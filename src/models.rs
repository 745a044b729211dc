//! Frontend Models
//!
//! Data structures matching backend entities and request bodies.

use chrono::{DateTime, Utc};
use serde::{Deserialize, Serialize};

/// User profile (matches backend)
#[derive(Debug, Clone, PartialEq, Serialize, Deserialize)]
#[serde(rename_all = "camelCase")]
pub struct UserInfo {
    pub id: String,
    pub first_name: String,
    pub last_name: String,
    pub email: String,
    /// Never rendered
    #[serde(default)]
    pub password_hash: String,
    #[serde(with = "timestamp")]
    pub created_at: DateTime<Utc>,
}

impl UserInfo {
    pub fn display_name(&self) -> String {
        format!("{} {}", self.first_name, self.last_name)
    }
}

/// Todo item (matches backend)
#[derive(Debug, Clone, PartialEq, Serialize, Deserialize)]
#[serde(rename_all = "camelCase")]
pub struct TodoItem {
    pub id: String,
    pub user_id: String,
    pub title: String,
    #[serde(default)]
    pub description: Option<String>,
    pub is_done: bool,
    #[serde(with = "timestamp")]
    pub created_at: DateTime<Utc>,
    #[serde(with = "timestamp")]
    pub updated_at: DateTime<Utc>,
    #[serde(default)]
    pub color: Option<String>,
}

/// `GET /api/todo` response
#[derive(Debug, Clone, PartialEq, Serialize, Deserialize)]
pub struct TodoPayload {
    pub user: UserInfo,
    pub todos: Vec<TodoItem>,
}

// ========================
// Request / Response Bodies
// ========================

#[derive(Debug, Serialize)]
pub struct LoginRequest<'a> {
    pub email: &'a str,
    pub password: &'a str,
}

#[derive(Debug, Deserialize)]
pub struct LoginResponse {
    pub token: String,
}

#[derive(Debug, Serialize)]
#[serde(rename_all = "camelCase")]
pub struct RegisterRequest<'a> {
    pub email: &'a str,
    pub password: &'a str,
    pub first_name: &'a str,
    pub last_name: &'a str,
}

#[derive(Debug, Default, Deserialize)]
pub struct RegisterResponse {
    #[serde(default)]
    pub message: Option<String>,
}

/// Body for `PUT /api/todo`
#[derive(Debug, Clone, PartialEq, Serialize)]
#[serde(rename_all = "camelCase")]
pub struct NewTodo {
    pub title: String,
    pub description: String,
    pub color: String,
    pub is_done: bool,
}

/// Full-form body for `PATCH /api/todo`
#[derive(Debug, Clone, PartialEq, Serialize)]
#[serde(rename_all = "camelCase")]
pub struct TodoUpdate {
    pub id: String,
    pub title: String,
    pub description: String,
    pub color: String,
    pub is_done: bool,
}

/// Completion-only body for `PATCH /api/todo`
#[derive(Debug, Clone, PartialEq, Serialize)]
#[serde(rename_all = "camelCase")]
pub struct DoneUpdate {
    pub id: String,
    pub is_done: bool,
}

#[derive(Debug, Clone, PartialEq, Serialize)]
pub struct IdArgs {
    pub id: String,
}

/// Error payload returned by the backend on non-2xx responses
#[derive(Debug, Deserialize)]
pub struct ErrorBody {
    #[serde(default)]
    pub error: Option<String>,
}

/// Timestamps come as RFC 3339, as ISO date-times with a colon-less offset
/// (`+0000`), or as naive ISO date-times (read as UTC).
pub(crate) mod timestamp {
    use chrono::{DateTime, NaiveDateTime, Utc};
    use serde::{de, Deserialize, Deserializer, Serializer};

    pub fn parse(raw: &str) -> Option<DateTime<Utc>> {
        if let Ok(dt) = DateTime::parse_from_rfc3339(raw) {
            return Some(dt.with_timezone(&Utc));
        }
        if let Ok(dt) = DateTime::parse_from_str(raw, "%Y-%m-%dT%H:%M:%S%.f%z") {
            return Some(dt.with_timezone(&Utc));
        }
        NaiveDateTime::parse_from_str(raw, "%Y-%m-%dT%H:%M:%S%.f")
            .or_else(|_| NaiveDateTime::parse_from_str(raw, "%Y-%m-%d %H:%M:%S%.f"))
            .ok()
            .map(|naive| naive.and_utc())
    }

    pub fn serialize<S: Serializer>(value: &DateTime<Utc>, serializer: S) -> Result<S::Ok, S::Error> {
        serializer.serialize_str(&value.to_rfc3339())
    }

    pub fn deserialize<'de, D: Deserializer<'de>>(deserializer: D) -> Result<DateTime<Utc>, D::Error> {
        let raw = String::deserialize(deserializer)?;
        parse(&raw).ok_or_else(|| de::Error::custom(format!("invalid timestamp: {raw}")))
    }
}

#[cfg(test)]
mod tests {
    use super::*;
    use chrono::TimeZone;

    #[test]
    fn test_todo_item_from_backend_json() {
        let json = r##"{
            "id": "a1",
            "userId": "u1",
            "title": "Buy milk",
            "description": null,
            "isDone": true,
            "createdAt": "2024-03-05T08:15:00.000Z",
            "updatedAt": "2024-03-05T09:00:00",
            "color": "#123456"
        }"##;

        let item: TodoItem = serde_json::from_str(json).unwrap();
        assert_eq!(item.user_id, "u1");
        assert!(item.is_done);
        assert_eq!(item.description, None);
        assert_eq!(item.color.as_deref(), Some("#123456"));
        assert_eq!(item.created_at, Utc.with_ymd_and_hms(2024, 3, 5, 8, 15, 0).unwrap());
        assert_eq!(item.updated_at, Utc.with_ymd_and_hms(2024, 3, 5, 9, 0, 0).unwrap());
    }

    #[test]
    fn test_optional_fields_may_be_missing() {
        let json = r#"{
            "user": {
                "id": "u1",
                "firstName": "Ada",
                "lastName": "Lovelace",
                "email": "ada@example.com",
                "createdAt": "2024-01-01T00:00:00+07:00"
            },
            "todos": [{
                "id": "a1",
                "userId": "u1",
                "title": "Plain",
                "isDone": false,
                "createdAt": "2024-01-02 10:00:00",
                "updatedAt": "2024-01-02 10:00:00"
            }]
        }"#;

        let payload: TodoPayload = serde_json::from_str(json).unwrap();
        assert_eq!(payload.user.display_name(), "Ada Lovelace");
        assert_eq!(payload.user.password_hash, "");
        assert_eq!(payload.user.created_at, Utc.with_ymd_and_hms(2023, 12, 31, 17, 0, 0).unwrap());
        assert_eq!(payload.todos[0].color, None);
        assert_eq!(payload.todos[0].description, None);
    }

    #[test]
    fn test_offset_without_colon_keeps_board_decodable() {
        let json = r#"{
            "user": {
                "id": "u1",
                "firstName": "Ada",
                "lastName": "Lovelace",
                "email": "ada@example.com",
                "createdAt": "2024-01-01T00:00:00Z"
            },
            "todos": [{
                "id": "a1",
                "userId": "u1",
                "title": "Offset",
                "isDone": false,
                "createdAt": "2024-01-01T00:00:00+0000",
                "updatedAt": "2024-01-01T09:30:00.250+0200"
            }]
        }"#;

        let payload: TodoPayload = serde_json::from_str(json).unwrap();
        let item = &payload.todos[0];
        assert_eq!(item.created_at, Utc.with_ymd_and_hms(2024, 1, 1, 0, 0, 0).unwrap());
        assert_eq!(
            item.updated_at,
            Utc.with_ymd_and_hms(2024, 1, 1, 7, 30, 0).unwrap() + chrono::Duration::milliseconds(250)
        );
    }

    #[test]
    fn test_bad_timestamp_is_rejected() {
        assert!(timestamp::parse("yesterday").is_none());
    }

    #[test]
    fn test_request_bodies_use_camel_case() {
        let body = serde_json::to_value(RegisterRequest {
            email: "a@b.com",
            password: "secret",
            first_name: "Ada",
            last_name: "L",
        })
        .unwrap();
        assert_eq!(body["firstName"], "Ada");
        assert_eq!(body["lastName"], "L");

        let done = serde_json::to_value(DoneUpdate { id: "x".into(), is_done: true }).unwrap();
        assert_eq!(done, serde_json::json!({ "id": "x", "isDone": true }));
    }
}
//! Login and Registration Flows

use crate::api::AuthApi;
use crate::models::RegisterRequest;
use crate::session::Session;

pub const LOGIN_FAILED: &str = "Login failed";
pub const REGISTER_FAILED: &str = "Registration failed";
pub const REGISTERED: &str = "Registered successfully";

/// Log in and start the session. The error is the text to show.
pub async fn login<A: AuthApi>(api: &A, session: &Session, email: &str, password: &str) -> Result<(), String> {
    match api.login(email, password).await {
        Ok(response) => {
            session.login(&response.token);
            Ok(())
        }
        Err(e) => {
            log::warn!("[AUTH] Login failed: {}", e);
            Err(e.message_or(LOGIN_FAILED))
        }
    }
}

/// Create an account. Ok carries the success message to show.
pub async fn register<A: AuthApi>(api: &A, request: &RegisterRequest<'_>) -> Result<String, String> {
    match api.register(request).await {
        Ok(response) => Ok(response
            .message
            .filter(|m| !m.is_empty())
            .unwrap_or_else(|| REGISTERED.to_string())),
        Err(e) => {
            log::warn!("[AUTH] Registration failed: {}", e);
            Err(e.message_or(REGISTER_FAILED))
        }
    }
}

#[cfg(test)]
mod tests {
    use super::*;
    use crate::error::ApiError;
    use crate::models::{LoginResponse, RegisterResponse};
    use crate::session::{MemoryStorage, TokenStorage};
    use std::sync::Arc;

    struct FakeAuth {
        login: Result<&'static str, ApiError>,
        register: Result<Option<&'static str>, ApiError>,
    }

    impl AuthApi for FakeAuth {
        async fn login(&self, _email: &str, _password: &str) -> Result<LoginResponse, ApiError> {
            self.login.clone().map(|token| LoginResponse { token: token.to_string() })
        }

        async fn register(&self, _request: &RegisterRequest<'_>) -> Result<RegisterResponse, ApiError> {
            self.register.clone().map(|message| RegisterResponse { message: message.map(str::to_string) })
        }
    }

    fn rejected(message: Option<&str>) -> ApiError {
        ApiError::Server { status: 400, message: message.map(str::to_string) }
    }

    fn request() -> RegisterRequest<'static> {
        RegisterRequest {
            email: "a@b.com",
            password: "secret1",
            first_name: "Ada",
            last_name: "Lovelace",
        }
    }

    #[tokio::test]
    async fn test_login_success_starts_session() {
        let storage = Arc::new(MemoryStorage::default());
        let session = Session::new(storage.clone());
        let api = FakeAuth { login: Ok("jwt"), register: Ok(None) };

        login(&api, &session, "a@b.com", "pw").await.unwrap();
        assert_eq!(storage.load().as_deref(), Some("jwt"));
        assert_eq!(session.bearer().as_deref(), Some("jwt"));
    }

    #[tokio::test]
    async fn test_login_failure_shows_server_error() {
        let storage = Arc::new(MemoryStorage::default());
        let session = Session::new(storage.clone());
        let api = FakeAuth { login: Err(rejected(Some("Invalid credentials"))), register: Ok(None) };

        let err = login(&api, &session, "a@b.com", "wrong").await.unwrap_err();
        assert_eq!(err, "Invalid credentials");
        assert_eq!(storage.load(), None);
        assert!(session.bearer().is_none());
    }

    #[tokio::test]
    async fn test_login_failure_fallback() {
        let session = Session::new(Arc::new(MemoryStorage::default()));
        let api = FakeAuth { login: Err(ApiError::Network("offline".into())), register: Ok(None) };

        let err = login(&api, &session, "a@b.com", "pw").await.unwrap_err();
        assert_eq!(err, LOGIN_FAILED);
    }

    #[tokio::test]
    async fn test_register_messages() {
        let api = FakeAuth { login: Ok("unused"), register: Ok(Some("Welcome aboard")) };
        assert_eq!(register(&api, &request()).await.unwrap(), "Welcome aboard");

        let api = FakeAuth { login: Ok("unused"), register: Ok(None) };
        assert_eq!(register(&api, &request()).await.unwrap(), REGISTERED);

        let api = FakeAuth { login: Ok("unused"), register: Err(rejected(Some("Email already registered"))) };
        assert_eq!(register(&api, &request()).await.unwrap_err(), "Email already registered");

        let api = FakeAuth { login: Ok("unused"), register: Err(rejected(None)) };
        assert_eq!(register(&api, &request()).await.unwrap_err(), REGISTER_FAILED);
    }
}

> _Problem requirements_
Start at the first line of the entries and stop at the line with "profile (matches backend)". Retype each of those lines exactly, both ends included.

> _Exercise output_
filename src/models.rs
repository 745a044b729211dc
//! Frontend Models
//!
//! Data structures matching backend entities and request bodies.

use chrono::{DateTime, Utc};
use serde::{Deserialize, Serialize};

/// User profile (matches backend)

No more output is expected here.